As a BBC article describes those years, crucial economic decisions were made regarding the country's dependence on Russian natural gas as well as Russian military presence at its bases on the Crimean peninsula. These agreements set the seeds for further tensions. "In 2006, Ukraine was forced to agree to pay almost twice the former price for Russian gas after Russia briefly to cut supplies in a move that sparked alarm in western Europe as well. In January 2009, Russia again cut gas supplies in a row over unpaid fees."

A visual from a UK Telegraph article noted that one of the first items Yanukovych negotiated in 2010 on his ascendance to power was an agreement to allow Russia continued use (to the year 2042) of its Crimean Peninsula navy bases. In the graphic, the pipeline symbolizes the Ukrainian need for Russian natural gas, and Russia's linked interest in secure naval bases. The Crimean peninsula itself has a particularly complicated history - belonging to several entities over the years, and even unique within Ukraine as an autonomous oblast (equivalent to more familiar province, state, or prefectures).

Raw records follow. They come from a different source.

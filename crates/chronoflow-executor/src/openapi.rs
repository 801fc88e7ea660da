//! Generic API call action: a method + path template + optional body
//! template, with `{{dotted.path}}` placeholders resolved from the
//! event payload before dispatch.

use serde_json::Value;

use chronoflow_api::RetryController;
use chronoflow_core::rule::OpenApiCallArgs;
use chronoflow_core::traits::{ApiResponse, HttpMethod, TrackerApi};
use chronoflow_core::{ChronoflowError, Result};
use chronoflow_engine::placeholder;

#[derive(Debug, Clone)]
pub struct OpenApiCall {
    pub method: HttpMethod,
    pub path: String,
    pub body: Option<String>,
}

impl OpenApiCall {
    /// Validate the raw args and resolve placeholders against the event
    /// payload. Path values are percent-encoded per segment; a body that
    /// parses as JSON is resolved structurally so quoting survives.
    pub fn from_args(args: &OpenApiCallArgs, payload: &Value) -> Result<Self> {
        let method = args
            .method
            .as_deref()
            .and_then(HttpMethod::parse)
            .ok_or_else(|| {
                ChronoflowError::InvalidAction(format!(
                    "openapi_call has invalid method '{}'",
                    args.method.as_deref().unwrap_or("")
                ))
            })?;
        let path_template = args
            .path
            .as_deref()
            .map(str::trim)
            .filter(|p| !p.is_empty())
            .ok_or_else(|| ChronoflowError::InvalidAction("openapi_call is missing a path".into()))?;
        if !path_template.starts_with('/') {
            return Err(ChronoflowError::InvalidAction(format!(
                "openapi_call path must start with '/': '{path_template}'"
            )));
        }

        let body = match args.body.as_deref() {
            None => None,
            Some(template) => Some(match serde_json::from_str::<Value>(template) {
                Ok(mut json) => {
                    placeholder::resolve_in_json(&mut json, payload);
                    json.to_string()
                }
                Err(_) => placeholder::resolve(template, payload),
            }),
        };

        Ok(Self {
            method,
            path: placeholder::resolve_for_path(path_template, payload),
            body,
        })
    }

    pub async fn execute(
        &self,
        api: &dyn TrackerApi,
        retry: &RetryController,
    ) -> Result<ApiResponse> {
        let label = format!("{} {}", self.method.as_str(), self.path);
        retry
            .run(&label, || api.request(self.method, &self.path, self.body.clone()))
            .await
    }
}
//! Tracing subscriber setup for binaries and harnesses that embed the
//! engine. Library crates only emit through `tracing`; wiring a
//! subscriber is the embedder's call, and this is the default one.

use tracing_subscriber::EnvFilter;

/// Install the global subscriber. `RUST_LOG` wins over `default_level`.
/// Safe to call more than once; later calls are no-ops.
pub fn init(default_level: &str) {
    let filter =
        EnvFilter::try_from_default_env().unwrap_or_else(|_| EnvFilter::new(default_level));
    let _ = tracing_subscriber::fmt()
        .with_env_filter(filter)
        .with_target(false)
        .try_init();
}
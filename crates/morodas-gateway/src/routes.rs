//! API route handlers for the gateway.

use axum::{
    Json,
    extract::{Path, Query, State},
    http::StatusCode,
};
use chrono::{DateTime, Utc};
use serde::Deserialize;
use serde_json::{Value, json};
use std::sync::Arc;

use morodas_core::MorodasError;
use morodas_db::AgentPatch;
use morodas_scheduler::trigger::{Schedule, TriggerPatch};
use morodas_scheduler::upcoming;

use super::server::AppState;

fn bool_true() -> bool { true }

fn error_response(e: MorodasError) -> (StatusCode, Json<Value>) {
    let status = match &e {
        MorodasError::NotFound(_) => StatusCode::NOT_FOUND,
        _ => StatusCode::INTERNAL_SERVER_ERROR,
    };
    (status, Json(json!({"ok": false, "error": e.to_string()})))
}

/// Health check endpoint (public).
pub async fn health_check() -> Json<Value> {
    Json(json!({
        "status": "ok",
        "service": "morodas-gateway",
        "version": env!("CARGO_PKG_VERSION"),
    }))
}

/// System information endpoint.
pub async fn system_info(State(state): State<Arc<AppState>>) -> Json<Value> {
    let uptime = state.start_time.elapsed();
    let agents = state.db.list_agents().map(|a| a.len()).unwrap_or(0);
    let triggers = state.db.list_triggers(None).map(|t| t.len()).unwrap_or(0);
    Json(json!({
        "service": "morodas",
        "version": env!("CARGO_PKG_VERSION"),
        "uptime_secs": uptime.as_secs(),
        "agents": agents,
        "triggers": triggers,
        "gateway": {
            "host": state.gateway_config.host,
            "port": state.gateway_config.port,
            "api_token_set": !state.gateway_config.api_token.is_empty(),
            "sweep_secret_set": !state.gateway_config.sweep_secret.is_empty(),
        }
    }))
}

// ─── Sweep ───────────────────────────────────────────────────

/// The cron entry point: find all due triggers, fire them once, reschedule.
///
/// Single-flight: a second invocation while one sweep is running gets 409
/// and touches nothing — overlapping sweeps could double-fire a trigger.
pub async fn run_sweep(State(state): State<Arc<AppState>>) -> (StatusCode, Json<Value>) {
    let Ok(_guard) = state.sweep_gate.try_lock() else {
        return (
            StatusCode::CONFLICT,
            Json(json!({"ok": false, "error": "Sweep already running"})),
        );
    };

    let now = Utc::now();
    match state.executor.run_sweep(now).await {
        Ok(summary) => {
            tracing::info!(
                "🧹 Sweep done: {} checked, {} fired, {} skipped",
                summary.checked,
                summary.fired,
                summary.skipped
            );
            (
                StatusCode::OK,
                Json(json!({"ok": true, "timestamp": now.to_rfc3339(), "summary": summary})),
            )
        }
        // nothing was touched (the due-trigger query failed up front);
        // the next cron tick retries naturally
        Err(e) => error_response(e),
    }
}

// ─── Agents ──────────────────────────────────────────────────

#[derive(Deserialize)]
pub struct CreateAgentBody {
    pub name: String,
    #[serde(default = "default_agent_type")]
    pub agent_type: String,
    #[serde(default = "bool_true")]
    pub enabled: bool,
}

fn default_agent_type() -> String { "workflow".into() }

pub async fn list_agents(State(state): State<Arc<AppState>>) -> (StatusCode, Json<Value>) {
    match state.db.list_agents() {
        Ok(agents) => (StatusCode::OK, Json(json!({"ok": true, "agents": agents}))),
        Err(e) => error_response(e),
    }
}

pub async fn create_agent(
    State(state): State<Arc<AppState>>,
    Json(body): Json<CreateAgentBody>,
) -> (StatusCode, Json<Value>) {
    match state.db.create_agent(&body.name, &body.agent_type, body.enabled) {
        Ok(agent) => {
            tracing::info!("🤖 Agent created: '{}' ({})", agent.name, agent.id);
            (StatusCode::OK, Json(json!({"ok": true, "agent": agent})))
        }
        Err(e) => error_response(e),
    }
}

pub async fn update_agent(
    State(state): State<Arc<AppState>>,
    Path(id): Path<String>,
    Json(patch): Json<AgentPatch>,
) -> (StatusCode, Json<Value>) {
    match state.db.update_agent(&id, &patch) {
        Ok(agent) => (StatusCode::OK, Json(json!({"ok": true, "agent": agent}))),
        Err(e) => error_response(e),
    }
}

pub async fn delete_agent(
    State(state): State<Arc<AppState>>,
    Path(id): Path<String>,
) -> (StatusCode, Json<Value>) {
    match state.db.delete_agent(&id) {
        Ok(true) => (StatusCode::OK, Json(json!({"ok": true}))),
        Ok(false) => (
            StatusCode::NOT_FOUND,
            Json(json!({"ok": false, "error": format!("Not found: agent {id}")})),
        ),
        Err(e) => error_response(e),
    }
}

// ─── Triggers ────────────────────────────────────────────────

#[derive(Deserialize)]
pub struct CreateTriggerBody {
    pub agent_id: String,
    pub name: String,
    #[serde(flatten)]
    pub schedule: Schedule,
    #[serde(default = "bool_true")]
    pub enabled: bool,
}

#[derive(Deserialize)]
pub struct TriggersQuery {
    pub agent_id: Option<String>,
}

pub async fn list_triggers(
    State(state): State<Arc<AppState>>,
    Query(query): Query<TriggersQuery>,
) -> (StatusCode, Json<Value>) {
    match state.db.list_triggers(query.agent_id.as_deref()) {
        Ok(triggers) => (StatusCode::OK, Json(json!({"ok": true, "triggers": triggers}))),
        Err(e) => error_response(e),
    }
}

pub async fn create_trigger(
    State(state): State<Arc<AppState>>,
    Json(body): Json<CreateTriggerBody>,
) -> (StatusCode, Json<Value>) {
    match state
        .db
        .create_trigger(&body.agent_id, &body.name, body.schedule, body.enabled, Utc::now())
    {
        Ok(trigger) => {
            tracing::info!("📅 Trigger created: '{}' ({})", trigger.name, trigger.id);
            (StatusCode::OK, Json(json!({"ok": true, "trigger": trigger})))
        }
        Err(e) => error_response(e),
    }
}

pub async fn update_trigger(
    State(state): State<Arc<AppState>>,
    Path(id): Path<String>,
    Json(patch): Json<TriggerPatch>,
) -> (StatusCode, Json<Value>) {
    match state.db.update_trigger(&id, &patch, Utc::now()) {
        Ok(trigger) => (StatusCode::OK, Json(json!({"ok": true, "trigger": trigger}))),
        Err(e) => error_response(e),
    }
}

pub async fn delete_trigger(
    State(state): State<Arc<AppState>>,
    Path(id): Path<String>,
) -> (StatusCode, Json<Value>) {
    match state.db.delete_trigger(&id) {
        Ok(true) => (StatusCode::OK, Json(json!({"ok": true}))),
        Ok(false) => (
            StatusCode::NOT_FOUND,
            Json(json!({"ok": false, "error": format!("Not found: trigger {id}")})),
        ),
        Err(e) => error_response(e),
    }
}

// ─── Schedule preview ────────────────────────────────────────

#[derive(Deserialize)]
pub struct PreviewBody {
    #[serde(flatten)]
    pub schedule: Schedule,
    #[serde(default = "default_preview_count")]
    pub count: usize,
    /// Defaults to the current instant.
    pub from: Option<DateTime<Utc>>,
}

fn default_preview_count() -> usize { 5 }

/// Upcoming fire instants for a schedule — display/validation only, no
/// side effects.
pub async fn preview_schedule(Json(body): Json<PreviewBody>) -> Json<Value> {
    let count = body.count.clamp(1, 60);
    let from = body.from.unwrap_or_else(Utc::now);
    let fires: Vec<String> = upcoming(&body.schedule, count, from)
        .iter()
        .map(|f| f.to_rfc3339())
        .collect();
    Json(json!({"ok": true, "from": from.to_rfc3339(), "fires": fires}))
}

// ─── Runs ────────────────────────────────────────────────────

#[derive(Deserialize)]
pub struct RunsQuery {
    pub agent_id: Option<String>,
    pub limit: Option<usize>,
}

pub async fn list_runs(
    State(state): State<Arc<AppState>>,
    Query(query): Query<RunsQuery>,
) -> (StatusCode, Json<Value>) {
    let limit = query.limit.unwrap_or(50).min(500);
    match state.db.list_runs(query.agent_id.as_deref(), limit) {
        Ok(runs) => (StatusCode::OK, Json(json!({"ok": true, "runs": runs}))),
        Err(e) => error_response(e),
    }
}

The Ukraine tension but the most recent of several legacy issues of the former Soviet Union

The Soviet Union could be compared to other former empires that have broken up. Once broken, there are legacy regions still in play for decades to come - in the past we've discussed Kaliningrad, an exclave of Russians south of the three Baltic nations. In addition to the turmoil in Ukraine on Russia's southern border, there are two other recent hotspots. One happens to be just a few miles to the southeast from now-famous Sochi Russia, in the small country of Georgia. Here, the northwestern most province called Azbhakia has moved towards association with Russia. Further to the east, still in Georgia, is South Ossetia, also now in the Russian sphere of influence. In the latter case, Russian military might was a determining factor in a short conflict in 2008 resulting in South Ossetia's current status as in partnership with Russia.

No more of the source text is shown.